*** Opening EXCERPTED RECORDS ***
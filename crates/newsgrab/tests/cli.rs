// ABOUTME: Integration tests for the newsgrab and wp-extract binaries.
// ABOUTME: Runs both CLIs against saved pages in a temp directory and checks exit codes and output files.

use assert_cmd::assert::OutputAssertExt;
use assert_cmd::cargo::CommandCargoExt;
use predicates::prelude::*;
use std::fs;
use std::process::Command;
use tempfile::TempDir;

fn newsgrab_cmd(dir: &TempDir) -> Command {
    let mut cmd = Command::cargo_bin("newsgrab").unwrap();
    cmd.current_dir(dir.path()).env_remove("RUST_LOG");
    cmd
}

fn wp_extract_cmd(dir: &TempDir) -> Command {
    let mut cmd = Command::cargo_bin("wp-extract").unwrap();
    cmd.current_dir(dir.path()).env_remove("RUST_LOG");
    cmd
}

fn article_html() -> String {
    let body = "The council voted on Tuesday to extend the library hours through the winter. ".repeat(4);
    format!(
        r#"<!DOCTYPE html>
<html>
<head><title>Library hours</title><script>var x = 1;</script></head>
<body>
<nav><a href="/">Home</a></nav>
<article><h1>Library hours extended</h1><p>{}</p></article>
<footer>Copyright</footer>
</body>
</html>"#,
        body.trim()
    )
}

const WAPO_DUMP: &str = r#"<!DOCTYPE html>
<html><head><title>Paywalled</title></head>
<body><div class="paywall">Subscribe to read</div>
<script type="application/json">{"items":[
{"type":"text","content":"The first paragraph of the embedded story is here."},
{"type":"text","content":"It continues with a “quoted” phrase and a <a href=\/x\/>link<\/a>."},
{"type":"text","content":"tiny"}
]}</script>
</body></html>"#;

#[test]
fn html_mode_writes_text_then_html() {
    let dir = TempDir::new().unwrap();
    let page = dir.path().join("saved.html");
    let html = article_html();
    fs::write(&page, &html).unwrap();

    newsgrab_cmd(&dir).arg("--html").arg(&page).assert().success();

    let text = fs::read_to_string(dir.path().join("news.txt")).unwrap();
    assert!(text.starts_with("Library hours extended"));
    assert!(text.contains("extend the library hours"));
    assert!(!text.contains("Copyright"));
    assert_eq!(fs::read_to_string(dir.path().join("site.html")).unwrap(), html);
}

#[test]
fn html_mode_without_content_exits_one() {
    let dir = TempDir::new().unwrap();
    let page = dir.path().join("saved.html");
    fs::write(&page, "<html><body><p>Too short</p></body></html>").unwrap();

    newsgrab_cmd(&dir)
        .arg("--html")
        .arg(&page)
        .assert()
        .code(1)
        .stderr(predicate::str::contains("Failed to extract article text."));

    assert!(!dir.path().join("news.txt").exists());
    assert!(!dir.path().join("site.html").exists());
}

#[test]
fn missing_url_prints_usage_and_exits_one() {
    let dir = TempDir::new().unwrap();
    newsgrab_cmd(&dir)
        .assert()
        .code(1)
        .stderr(predicate::str::contains("Usage"))
        .stderr(predicate::str::contains("--remote-debugging-port=9222"));
}

#[test]
fn url_and_html_together_fail() {
    let dir = TempDir::new().unwrap();
    newsgrab_cmd(&dir)
        .arg("https://example.com")
        .arg("--html")
        .arg("saved.html")
        .assert()
        .code(1);
}

#[test]
fn unknown_flag_exits_one() {
    let dir = TempDir::new().unwrap();
    newsgrab_cmd(&dir)
        .arg("https://example.com")
        .arg("--bogus")
        .assert()
        .code(1)
        .stderr(predicate::str::contains("--bogus"));
}

#[test]
fn non_numeric_port_exits_one() {
    let dir = TempDir::new().unwrap();
    newsgrab_cmd(&dir)
        .arg("--port")
        .arg("abc")
        .arg("https://example.com")
        .assert()
        .code(1);
}

#[test]
fn help_exits_zero() {
    let dir = TempDir::new().unwrap();
    newsgrab_cmd(&dir)
        .arg("--help")
        .assert()
        .success()
        .stdout(predicate::str::contains("--use-existing-session"));
}

#[test]
fn malformed_url_exits_one() {
    let dir = TempDir::new().unwrap();
    newsgrab_cmd(&dir)
        .arg("not a url")
        .assert()
        .code(1)
        .stderr(predicate::str::contains("invalid URL"));
}

#[test]
fn legacy_wp_flag_runs_publisher_extractor() {
    let dir = TempDir::new().unwrap();
    let page = dir.path().join("saved.html");
    // Long enough for the cascade, and carrying embedded content for wp-extract.
    let html = WAPO_DUMP.replace(
        r#"<div class="paywall">Subscribe to read</div>"#,
        &format!(
            "<article>{}</article>",
            "Subscribe to read the rest of this story today. ".repeat(6)
        ),
    );
    fs::write(&page, &html).unwrap();

    newsgrab_cmd(&dir)
        .arg("--html")
        .arg(&page)
        .arg("-wp")
        .assert()
        .success();

    let text = fs::read_to_string(dir.path().join("news.txt")).unwrap();
    assert_eq!(
        text,
        "The first paragraph of the embedded story is here.\n\n\
         It continues with a \u{201c}quoted\u{201d} phrase and a link."
    );
}

#[test]
fn wp_extract_writes_news_txt() {
    let dir = TempDir::new().unwrap();
    fs::write(dir.path().join("site.html"), WAPO_DUMP).unwrap();

    wp_extract_cmd(&dir)
        .arg("site.html")
        .assert()
        .success()
        .stdout(predicate::str::contains("written to news.txt"));

    let text = fs::read_to_string(dir.path().join("news.txt")).unwrap();
    assert!(text.starts_with("The first paragraph"));
    assert!(!text.contains("tiny"));
}

#[test]
fn wp_extract_without_matches_reports_no_content() {
    let dir = TempDir::new().unwrap();
    fs::write(dir.path().join("site.html"), "<html><body>No JSON here</body></html>").unwrap();

    wp_extract_cmd(&dir)
        .arg("site.html")
        .assert()
        .success()
        .stdout(predicate::str::contains("No content extracted"));

    assert!(!dir.path().join("news.txt").exists());
}

#[test]
fn wp_extract_wrong_arg_count_exits_one() {
    let dir = TempDir::new().unwrap();
    wp_extract_cmd(&dir).assert().code(1);
    wp_extract_cmd(&dir).arg("a.html").arg("b.html").assert().code(1);
}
*** Closing EXCERPTED RECORDS ***
▶ [PROBLEM STATEMENT]:
Reproduce the records above exactly, from the first line to the line that holds "and output files.", inclusive, and omit everything after it.

▶ [PROBLEM SOLUTION]:
filename crates/newsgrab/tests/cli.rs
// ABOUTME: Integration tests for the newsgrab and wp-extract binaries.
// ABOUTME: Runs both CLIs against saved pages in a temp directory and checks exit codes and output files.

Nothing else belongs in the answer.